Los teléfonos de emergencias del 112 y el 061, el de la esperanza (717003717), el médico de atención primaria, el psiquiatra y la Unidad de Prevención del área de salud mental en Ourense, con sede en el centro de especialidades de la calle Concello; hay recursos sanitarios para prevenir y tratar la ideación suicida. Existe una salida.

“Desde el punto de vista sanitario es necesario hablar de esta realidad, porque es una enfermedad que, al igual que otras, puede tratarse y tiene solución. La información es fundamental, también en este tema, pero debe abordarse con un carácter clínico.
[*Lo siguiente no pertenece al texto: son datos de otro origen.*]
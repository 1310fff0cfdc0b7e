//! Basic Metrics
//!
//! Composition counters and similarity latency tracking.

use std::sync::atomic::{AtomicU64, Ordering};
use std::time::Duration;

/// Metrics collector
///
/// Every counter is a relaxed atomic so queries can share one instance
/// through `&self`.
#[derive(Debug)]
pub struct Metrics {
    /// Composed vectors
    compositions: AtomicU64,

    /// Whole-word lookups
    word_hits: AtomicU64,
    word_misses: AtomicU64,

    /// N-gram lookups (misses are the dropped n-grams)
    ngram_hits: AtomicU64,
    ngram_misses: AtomicU64,

    /// Similarity queries (including failed ones)
    similarity_queries: AtomicU64,

    /// Latency tracking (simplified)
    latency_sum_us: AtomicU64,
    latency_count: AtomicU64,
    latency_min_us: AtomicU64,
    latency_max_us: AtomicU64,
}

impl Default for Metrics {
    fn default() -> Self {
        Self::new()
    }
}

impl Metrics {
    /// Create new metrics collector
    pub fn new() -> Self {
        Self {
            compositions: AtomicU64::new(0),
            word_hits: AtomicU64::new(0),
            word_misses: AtomicU64::new(0),
            ngram_hits: AtomicU64::new(0),
            ngram_misses: AtomicU64::new(0),
            similarity_queries: AtomicU64::new(0),
            latency_sum_us: AtomicU64::new(0),
            latency_count: AtomicU64::new(0),
            latency_min_us: AtomicU64::new(u64::MAX),
            latency_max_us: AtomicU64::new(0),
        }
    }

    /// Record one composition and its lookup outcomes
    pub fn record_composition(&self, word_hit: Option<bool>, ngram_hits: u64, ngram_misses: u64) {
        self.compositions.fetch_add(1, Ordering::Relaxed);
        match word_hit {
            Some(true) => {
                self.word_hits.fetch_add(1, Ordering::Relaxed);
            }
            Some(false) => {
                self.word_misses.fetch_add(1, Ordering::Relaxed);
            }
            None => {}
        }
        self.ngram_hits.fetch_add(ngram_hits, Ordering::Relaxed);
        self.ngram_misses.fetch_add(ngram_misses, Ordering::Relaxed);
    }

    /// Record a similarity query
    pub fn record_similarity(&self, latency: Duration) {
        self.similarity_queries.fetch_add(1, Ordering::Relaxed);

        let latency_us = latency.as_micros() as u64;
        self.latency_sum_us.fetch_add(latency_us, Ordering::Relaxed);
        self.latency_count.fetch_add(1, Ordering::Relaxed);

        // Update min (atomic min)
        let mut current_min = self.latency_min_us.load(Ordering::Relaxed);
        while latency_us < current_min {
            match self.latency_min_us.compare_exchange_weak(
                current_min,
                latency_us,
                Ordering::Relaxed,
                Ordering::Relaxed,
            ) {
                Ok(_) => break,
                Err(c) => current_min = c,
            }
        }

        // Update max (atomic max)
        let mut current_max = self.latency_max_us.load(Ordering::Relaxed);
        while latency_us > current_max {
            match self.latency_max_us.compare_exchange_weak(
                current_max,
                latency_us,
                Ordering::Relaxed,
                Ordering::Relaxed,
            ) {
                Ok(_) => break,
                Err(c) => current_max = c,
            }
        }
    }

    pub fn compositions(&self) -> u64 {
        self.compositions.load(Ordering::Relaxed)
    }

    pub fn word_hits(&self) -> u64 {
        self.word_hits.load(Ordering::Relaxed)
    }

    pub fn word_misses(&self) -> u64 {
        self.word_misses.load(Ordering::Relaxed)
    }

    pub fn ngram_hits(&self) -> u64 {
        self.ngram_hits.load(Ordering::Relaxed)
    }

    /// Dropped n-grams
    pub fn ngram_misses(&self) -> u64 {
        self.ngram_misses.load(Ordering::Relaxed)
    }

    pub fn similarity_queries(&self) -> u64 {
        self.similarity_queries.load(Ordering::Relaxed)
    }

    /// Get average latency in microseconds
    pub fn avg_latency_us(&self) -> f64 {
        let count = self.latency_count.load(Ordering::Relaxed);
        if count == 0 {
            return 0.0;
        }
        let sum = self.latency_sum_us.load(Ordering::Relaxed);
        sum as f64 / count as f64
    }

    /// Get min latency in microseconds
    pub fn min_latency_us(&self) -> u64 {
        let min = self.latency_min_us.load(Ordering::Relaxed);
        if min == u64::MAX {
            0
        } else {
            min
        }
    }

    /// Get max latency in microseconds
    pub fn max_latency_us(&self) -> u64 {
        self.latency_max_us.load(Ordering::Relaxed)
    }

    /// One-line summary for logs
    pub fn summary(&self) -> String {
        format!(
            "compositions={} word_hits={} word_misses={} ngram_hits={} ngram_dropped={} \
             similarity_queries={} latency_us(avg/min/max)={:.1}/{}/{}",
            self.compositions(),
            self.word_hits(),
            self.word_misses(),
            self.ngram_hits(),
            self.ngram_misses(),
            self.similarity_queries(),
            self.avg_latency_us(),
            self.min_latency_us(),
            self.max_latency_us(),
        )
    }
}

#[cfg(test)]
mod tests {
    use super::*;

    #[test]
    fn test_record_composition() {
        let metrics = Metrics::new();
        metrics.record_composition(Some(true), 3, 2);
        metrics.record_composition(Some(false), 0, 1);
        metrics.record_composition(None, 4, 0);

        assert_eq!(metrics.compositions(), 3);
        assert_eq!(metrics.word_hits(), 1);
        assert_eq!(metrics.word_misses(), 1);
        assert_eq!(metrics.ngram_hits(), 7);
        assert_eq!(metrics.ngram_misses(), 3);
    }

    #[test]
    fn test_latency_tracking() {
        let metrics = Metrics::new();
        assert_eq!(metrics.min_latency_us(), 0);

        metrics.record_similarity(Duration::from_micros(100));
        metrics.record_similarity(Duration::from_micros(200));
        metrics.record_similarity(Duration::from_micros(300));

        assert_eq!(metrics.similarity_queries(), 3);
        assert!((metrics.avg_latency_us() - 200.0).abs() < 1.0);
        assert_eq!(metrics.min_latency_us(), 100);
        assert_eq!(metrics.max_latency_us(), 300);
        assert!(metrics.summary().contains("similarity_queries=3"));
    }
}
No tengamos miedo a hablar del suicidio, pero desterrando el morbo y señalando que existen recursos para hacerle frente y para prevenirlo”, defiende el forense Julio Jiménez, responsable en la provincia del Instituto de Medicina Legal (Imelga) y vocal del Colegio Oficial de Médicos de Ourense, una institución que esta misma semana animaba en sus redes sociales a pedir ayuda ante la primera señal de alarma de una ideación suicida.

Se trata de un problema de salud pública que causa más fallecimientos que, por ejemplo, los siniestros de tráfico. Los expertos abogan por romper los tabús y estigmas que rodean a esta realidad que, en el año 2019, según la última memoria disponible del Imelga, causó 34 muertes en la provincia y un total de 318 en el conjunto de Galicia. La incidencia en ese ejercicio fue de 11,41 casos por 100.000 habitantes en esta provincia, y de 12,18 en la comunidad, con peores tasas en Lugo (18,25) y A Coruña (13,21).

Varios casos y tentativas en las últimas semanas han llegado a la opinión pública, porque ocurrieron en espacio urbano o requirieron la intervención de la Policía. Julio Jiménez asegura que los datos de lo que va de 2021, que todavía son “parciales” porque no ha transcurrido ni siquiera un semestre, se sitúan “en la media aproximada del año pasado”. Según la estadística de autopsias de los forenses, la provincia registró 44 fallecimientos suicidas en 2012, 48 en 2013, 31 en 2014, 31 en 2015, 35 en 2016, 46 en 2017, 40 en 2018 y los citados 34 de 2019. La memoria del Imelga de 2020 no se publicará hasta pasado el verano.

"El abordaje de un problema vital grave siempre es difícil, pero acudir a un profesional ayuda a ver todo desde otro punto de vista. Cualquier médico está preparado para abordar esta problemática y derivar al paciente para que reciba tratamiento"

“El problema del suicidio es que es un síntoma irreversible, que no tiene marcha atrás dentro de la enfermedad mental y a veces es el primer signo de que algo va mal, porque hay personas que suelen evitar manifestarlo. Deben acudir al médico de cabecera o al psiquiatra a la mínima sospecha de cuadros depresivos o ideaciones recurrentes. También pueden llamar al 061 o al psiquiatra. Es importante que manifiesten qué están sintiendo porque es un problema que se puede atajar”, subraya Julio Jiménez.

"Es fundamental comentar que se están teniendo esas ideas"

Hay que buscar ayuda, acudiendo directamente al especialista, o verbalizando qué sucede al entorno de familia o amigos, cuando “la persona tiene ideas recurrentes y no ve salida a sus problemas, obsesionándose con la idea catastrofista de que todo está confabulado en su contra, sin una solución aparente. Se percibe que esa realidad es invencible e inmodificable. Sin demora, esta persona debe acudir a su médico, a su psiquiatra o llamar al 061 para manifestar sus síntomas. Es fundamental comentar que se están teniendo esas ideas”.

El responsable en Ourense de los médicos forenses recuerda que “el sistema sanitario dispone de los recursos para ofrecer una salida a estas personas. El abordaje de un problema vital grave siempre es difícil, pero acudir a un profesional ayuda a ver todo desde otro punto de vista. Cualquier médico de atención primaria está preparado para abordar esta problemática y derivar al paciente para que reciba un tratamiento ambulatorio o urgente”, indica Julio Jiménez.